Analysis of muscle attachment in embryos
Integrin accumulation at the myotendinous junction of stage 16 embryos were measured in dorsal muscle 2 (DO2). Z-stack projection images that extended through the entire MTJ were used for these data. Integrin fluorescence intensity line scans were measured within a 10 ×10 μm box at the segment border using plot profile function in ImageJ. The width of the fluorescence peak composed of fluorescence intensities greater than 25% of the maximum intensity (75% fluorescence intensity peak) was measured. Each data points indicate the width of the 75% fluorescence intensity peak for a single myotendinous junction.

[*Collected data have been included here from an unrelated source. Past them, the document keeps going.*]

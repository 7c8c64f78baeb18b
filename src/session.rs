//! Device sessions and the by-name session pool.
//!
//! A [`Session`] owns the connection handle to one physical crate with RAII
//! semantics: dropping an unclosed session deinitialises it with a warning.
//! No channel operation is possible without a live session, and a failed
//! init never leaks a usable handle.

use std::collections::HashMap;
use std::net::ToSocketAddrs;
use std::sync::Arc;

use tracing::{info, warn};

use crate::config::{DeviceSettings, Settings};
use crate::error::{HvpsError, Result};
use crate::vendor::{HvHandle, LinkType, SystemType, VendorTable};

/// A live connection to one HVPS crate.
pub struct Session {
    api: Arc<dyn VendorTable>,
    handle: HvHandle,
    name: String,
    hostname: String,
    system: SystemType,
    link: LinkType,
    closed: bool,
}

impl Session {
    /// Connect to the crate described by `device`.
    ///
    /// The hostname is resolved to an IP once, here. Resolution failure is
    /// logged but not fatal: the raw hostname is handed to the vendor library
    /// instead, since non-network link types ignore the address anyway.
    pub fn open(api: Arc<dyn VendorTable>, name: &str, device: &DeviceSettings) -> Result<Self> {
        let address = match resolve(&device.hostname) {
            Some(ip) => ip,
            None => {
                warn!(
                    device = %name,
                    host = %device.hostname,
                    networked = device.link_type.is_networked(),
                    "could not resolve hostname, passing it to the vendor library as-is"
                );
                device.hostname.clone()
            }
        };

        let handle = api
            .init_system(
                device.system_type,
                device.link_type,
                &address,
                &device.username,
                &device.password,
            )
            .map_err(|e| HvpsError::Connection {
                device: name.to_string(),
                reason: e.to_string(),
            })?;

        info!(device = %name, host = %device.hostname, address = %address, "connected to HVPS");
        Ok(Self {
            api,
            handle,
            name: name.to_string(),
            hostname: device.hostname.clone(),
            system: device.system_type,
            link: device.link_type,
            closed: false,
        })
    }

    pub fn name(&self) -> &str {
        &self.name
    }

    pub fn hostname(&self) -> &str {
        &self.hostname
    }

    pub fn system(&self) -> SystemType {
        self.system
    }

    pub fn link(&self) -> LinkType {
        self.link
    }

    pub(crate) fn api(&self) -> &dyn VendorTable {
        self.api.as_ref()
    }

    pub(crate) fn handle(&self) -> HvHandle {
        self.handle
    }

    /// Disconnect. A deinit failure is reported to the caller but is not a
    /// reason to abort the process; leaked handles are a vendor-library
    /// concern.
    pub fn close(mut self) -> Result<()> {
        self.closed = true;
        let result = self.api.deinit_system(self.handle);
        match &result {
            Ok(()) => info!(device = %self.name, "disconnected"),
            Err(e) => warn!(device = %self.name, error = %e, "deinit failed, continuing"),
        }
        result
    }
}

impl Drop for Session {
    fn drop(&mut self) {
        if !self.closed {
            if let Err(e) = self.api.deinit_system(self.handle) {
                warn!(device = %self.name, error = %e, "deinit failed while dropping session");
            }
        }
    }
}

impl std::fmt::Debug for Session {
    fn fmt(&self, f: &mut std::fmt::Formatter<'_>) -> std::fmt::Result {
        f.debug_struct("Session")
            .field("name", &self.name)
            .field("hostname", &self.hostname)
            .field("handle", &self.handle)
            .finish()
    }
}

fn resolve(hostname: &str) -> Option<String> {
    (hostname, 0u16)
        .to_socket_addrs()
        .ok()?
        .next()
        .map(|addr| addr.ip().to_string())
}

/// All open sessions, keyed by configured device name.
#[derive(Default)]
pub struct SessionPool {
    sessions: HashMap<String, Session>,
}

impl SessionPool {
    pub fn new() -> Self {
        Self::default()
    }

    /// Open a session for every configured device.
    pub fn open_all(api: Arc<dyn VendorTable>, settings: &Settings) -> Result<Self> {
        let mut pool = Self::new();
        for (name, device) in &settings.devices {
            let session = Session::open(api.clone(), name, device)?;
            pool.insert(session);
        }
        Ok(pool)
    }

    pub fn insert(&mut self, session: Session) {
        self.sessions.insert(session.name().to_string(), session);
    }

    pub fn len(&self) -> usize {
        self.sessions.len()
    }

    pub fn is_empty(&self) -> bool {
        self.sessions.is_empty()
    }

    pub fn iter(&self) -> impl Iterator<Item = &Session> {
        self.sessions.values()
    }

    /// Resolve a session by name.
    ///
    /// Lookup rule: an explicit name selects that device or fails with
    /// `UnknownDevice`; no name selects the sole open session, or fails with
    /// `AmbiguousDevice` when several are open.
    pub fn select(&self, name: Option<&str>) -> Result<&Session> {
        match name {
            Some(name) => self
                .sessions
                .get(name)
                .ok_or_else(|| HvpsError::UnknownDevice(name.to_string())),
            None if self.sessions.len() == 1 => {
                Ok(self.sessions.values().next().expect("len checked above"))
            }
            None if self.sessions.is_empty() => {
                Err(HvpsError::UnknownDevice("<none configured>".to_string()))
            }
            None => Err(HvpsError::AmbiguousDevice),
        }
    }

    /// Close every session, logging failures and continuing.
    pub fn close_all(self) {
        for (_, session) in self.sessions {
            let _ = session.close();
        }
    }
}
//! MQTT status telemetry.
//!
//! Publishes channel-status snapshots as JSON. The control core only hands
//! over plain [`ChannelReport`] values; everything transport-specific stays
//! in here.

use chrono::{DateTime, Utc};
use serde::Serialize;
use tracing::info;

use crate::config::MqttSettings;
use crate::error::Result;
use crate::status::ChannelReport;

#[derive(Debug, Serialize)]
struct Snapshot<'a> {
    device: &'a str,
    at: DateTime<Utc>,
    channels: &'a [ChannelReport],
}

/// A connected MQTT publisher.
pub struct Publisher {
    client: paho_mqtt::Client,
    topic: String,
}

impl Publisher {
    /// Connect to the configured broker.
    pub fn connect(settings: &MqttSettings) -> Result<Self> {
        let uri = format!("tcp://{}:{}", settings.host, settings.port);
        let create_opts = paho_mqtt::CreateOptionsBuilder::new()
            .server_uri(uri.as_str())
            .client_id("hvps-ctrl")
            .finalize();
        let client = paho_mqtt::Client::new(create_opts)?;

        let conn_opts = paho_mqtt::ConnectOptionsBuilder::new()
            .keep_alive_interval(std::time::Duration::from_secs(20))
            .clean_session(true)
            .finalize();
        client.connect(conn_opts)?;

        info!(broker = %uri, topic = %settings.topic, "connected to MQTT broker");
        Ok(Self {
            client,
            topic: settings.topic.clone(),
        })
    }

    /// Publish one status snapshot for a device.
    pub fn publish_snapshot(&self, device: &str, channels: &[ChannelReport]) -> Result<()> {
        let snapshot = Snapshot {
            device,
            at: Utc::now(),
            channels,
        };
        let payload = serde_json::to_string(&snapshot)?;
        let message = paho_mqtt::Message::new(self.topic.as_str(), payload, 0);
        self.client.publish(message)?;
        Ok(())
    }

    pub fn disconnect(self) {
        let _ = self.client.disconnect(None);
    }
}
//! Shared fixtures for the integration suite: a simulated crate plus the
//! configuration of a typical two-channel germanium setup.

use std::sync::Arc;

use hvps_ctrl::config::{ChannelConfig, DeviceSettings};
use hvps_ctrl::session::Session;
use hvps_ctrl::vendor::{LinkType, MockCrate, SystemType};

pub fn device_settings() -> DeviceSettings {
    DeviceSettings {
        system_type: SystemType::Sy4527,
        link_type: LinkType::Tcpip,
        hostname: "127.0.0.1".to_string(),
        username: "admin".to_string(),
        password: "admin".to_string(),
        max_bias_voltage: 3000.0,
        max_ramp_rate: 10.0,
        idle_current: 0.0,
        channels: vec![
            ChannelConfig {
                number: 0,
                detector: "HPGe-01".to_string(),
                max_bias_voltage: 2500.0,
                ramp_rate: 5.0,
                enabled: true,
                idle_current: None,
            },
            ChannelConfig {
                number: 1,
                detector: "HPGe-02".to_string(),
                max_bias_voltage: 2500.0,
                ramp_rate: 50.0,
                enabled: true,
                idle_current: Some(2.0),
            },
            ChannelConfig {
                number: 2,
                detector: "spare".to_string(),
                max_bias_voltage: 2500.0,
                ramp_rate: 5.0,
                enabled: false,
                idle_current: None,
            },
        ],
    }
}

pub fn open_mock() -> (Arc<MockCrate>, Session, DeviceSettings) {
    let mock = Arc::new(MockCrate::new());
    let device = device_settings();
    let session = Session::open(mock.clone(), "SY4527", &device).expect("mock session opens");
    mock.clear_calls();
    (mock, session, device)
}
//! Low-level FFI bindings for the CAEN HV Wrapper library.
//!
//! This crate provides raw, unsafe bindings to `libcaenhvwrapper.so`, the
//! vendor C library that talks to CAEN high-voltage power supply crates
//! (SY1527/SY2527/SY4527/SY5527 mainframes and the NIM/desktop families).
//!
//! # Safety
//!
//! All functions in this crate are `unsafe` as they are direct FFI bindings.
//! For a safe wrapper, use the `hvps-ctrl` crate instead.
//!
//! Several calls (`CAENHV_GetCrateMap`, `CAENHV_GetChParamInfo`) hand back
//! vendor-allocated list buffers. Those buffers stay owned by the library and
//! must be released with [`CAENHV_Free`] once copied out; only their layout
//! contract (element stride x element count) may be relied upon.
//!
//! # Features
//!
//! - `caen-sdk`: link against the installed vendor library. Without this
//!   feature, panic-stub implementations are provided so the crate compiles
//!   and tests on machines without the proprietary SDK.

#![allow(non_camel_case_types)]
#![allow(non_snake_case)]

use std::os::raw::c_int;
#[cfg(feature = "caen-sdk")]
use std::os::raw::{c_char, c_uchar, c_ushort, c_void};

/// Return code of every vendor call. Zero is success, anything else is a
/// protocol error whose value must be surfaced verbatim.
pub type CAENHVRESULT = c_int;

/// The success return code.
pub const CAENHV_OK: CAENHVRESULT = 0;

// System types accepted by CAENHV_InitSystem.
pub const SY1527: c_int = 0;
pub const SY2527: c_int = 1;
pub const SY4527: c_int = 2;
pub const SY5527: c_int = 3;
pub const N1470: c_int = 6;

// Link types accepted by CAENHV_InitSystem.
pub const LINKTYPE_TCPIP: c_int = 0;
pub const LINKTYPE_RS232: c_int = 1;
pub const LINKTYPE_CAENET: c_int = 2;
pub const LINKTYPE_USB: c_int = 3;
pub const LINKTYPE_OPTLINK: c_int = 4;
pub const LINKTYPE_USB_VCP: c_int = 5;

// Values of the "Type" property of a channel parameter.
pub const PARAM_TYPE_NUMERIC: u32 = 0;
pub const PARAM_TYPE_ONOFF: u32 = 1;
pub const PARAM_TYPE_CHSTATUS: u32 = 2;
pub const PARAM_TYPE_BDSTATUS: u32 = 3;
pub const PARAM_TYPE_BINARY: u32 = 4;
pub const PARAM_TYPE_STRING: u32 = 5;
pub const PARAM_TYPE_ENUM: u32 = 6;

/// Fixed stride of one identifier in the packed parameter-name buffer
/// returned by `CAENHV_GetChParamInfo`. Hardcoded in the vendor API.
pub const MAX_PARAM_NAME: usize = 10;

/// Fixed width of one entry in the channel-name matrix used by
/// `CAENHV_GetChName` / `CAENHV_SetChName`. Hardcoded in the vendor API.
pub const MAX_CH_NAME: usize = 12;

#[cfg(feature = "caen-sdk")]
extern "C" {
    pub fn CAENHV_InitSystem(
        system: c_int,
        link_type: c_int,
        arg: *const c_void,
        user_name: *const c_char,
        passwd: *const c_char,
        handle: *mut c_int,
    ) -> CAENHVRESULT;

    pub fn CAENHV_DeinitSystem(handle: c_int) -> CAENHVRESULT;

    pub fn CAENHV_GetCrateMap(
        handle: c_int,
        nr_of_slot: *mut c_ushort,
        nr_of_ch_list: *mut *mut c_ushort,
        model_list: *mut *mut c_char,
        description_list: *mut *mut c_char,
        ser_num_list: *mut *mut c_ushort,
        fmw_rel_min_list: *mut *mut c_uchar,
        fmw_rel_max_list: *mut *mut c_uchar,
    ) -> CAENHVRESULT;

    pub fn CAENHV_GetChParamInfo(
        handle: c_int,
        slot: c_ushort,
        ch: c_ushort,
        par_name_list: *mut *mut c_char,
        par_number: *mut c_int,
    ) -> CAENHVRESULT;

    pub fn CAENHV_GetChParamProp(
        handle: c_int,
        slot: c_ushort,
        ch: c_ushort,
        par_name: *const c_char,
        prop_name: *const c_char,
        retval: *mut c_void,
    ) -> CAENHVRESULT;

    pub fn CAENHV_GetChParam(
        handle: c_int,
        slot: c_ushort,
        par_name: *const c_char,
        ch_num: c_ushort,
        ch_list: *const c_ushort,
        par_val_list: *mut c_void,
    ) -> CAENHVRESULT;

    pub fn CAENHV_SetChParam(
        handle: c_int,
        slot: c_ushort,
        par_name: *const c_char,
        ch_num: c_ushort,
        ch_list: *const c_ushort,
        par_value: *mut c_void,
    ) -> CAENHVRESULT;

    pub fn CAENHV_GetChName(
        handle: c_int,
        slot: c_ushort,
        ch_num: c_ushort,
        ch_list: *const c_ushort,
        ch_name_list: *mut [c_char; MAX_CH_NAME],
    ) -> CAENHVRESULT;

    pub fn CAENHV_SetChName(
        handle: c_int,
        slot: c_ushort,
        ch_num: c_ushort,
        ch_list: *const c_ushort,
        ch_name: *const c_char,
    ) -> CAENHVRESULT;

    pub fn CAENHV_GetError(handle: c_int) -> *const c_char;

    pub fn CAENHV_Free(arg: *mut c_void);
}

#[cfg(not(feature = "caen-sdk"))]
mod stubs;
#[cfg(not(feature = "caen-sdk"))]
pub use stubs::*;

#[cfg(test)]
mod tests {
    use super::*;

    #[test]
    fn vendor_constants() {
        assert_eq!(CAENHV_OK, 0);
        assert_eq!(SY4527, 2);
        assert_eq!(LINKTYPE_TCPIP, 0);
        assert_eq!(PARAM_TYPE_STRING, 5);
        assert_eq!(MAX_PARAM_NAME, 10);
        assert_eq!(MAX_CH_NAME, 12);
    }
}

A total of at least 50 MTJs from 20 different embryos were analyzed.
Analysis of muscle size in larvae
The area of the VL3 muscles were measured using the polygon selection tool in ImageJ as previously described [22]. Data points indicate the size of an individual muscle.
Analysis of general muscle architecture
Qualitative muscle phenotype analysis was completed on embryos of each genotype. All analysis was based on the immunofluorescence staining pattern of Tropomyosin in stage 16 embryos. The frequency of the following phenotypes were scored: the number of free myoblasts in an embryo that indicated a defect in myoblast fusion (small, unfused circles stained by anti-tropomyosin) and the number of muscles in each hemisegment (> 4 defined as extra muscles, < 4 defined as missing muscles) indicating gross abnormalities in the specification of muscle tissue. For analysis of the unfused myoblasts, embryos were grouped into bins with a width of 5 and the first bin centered on zero.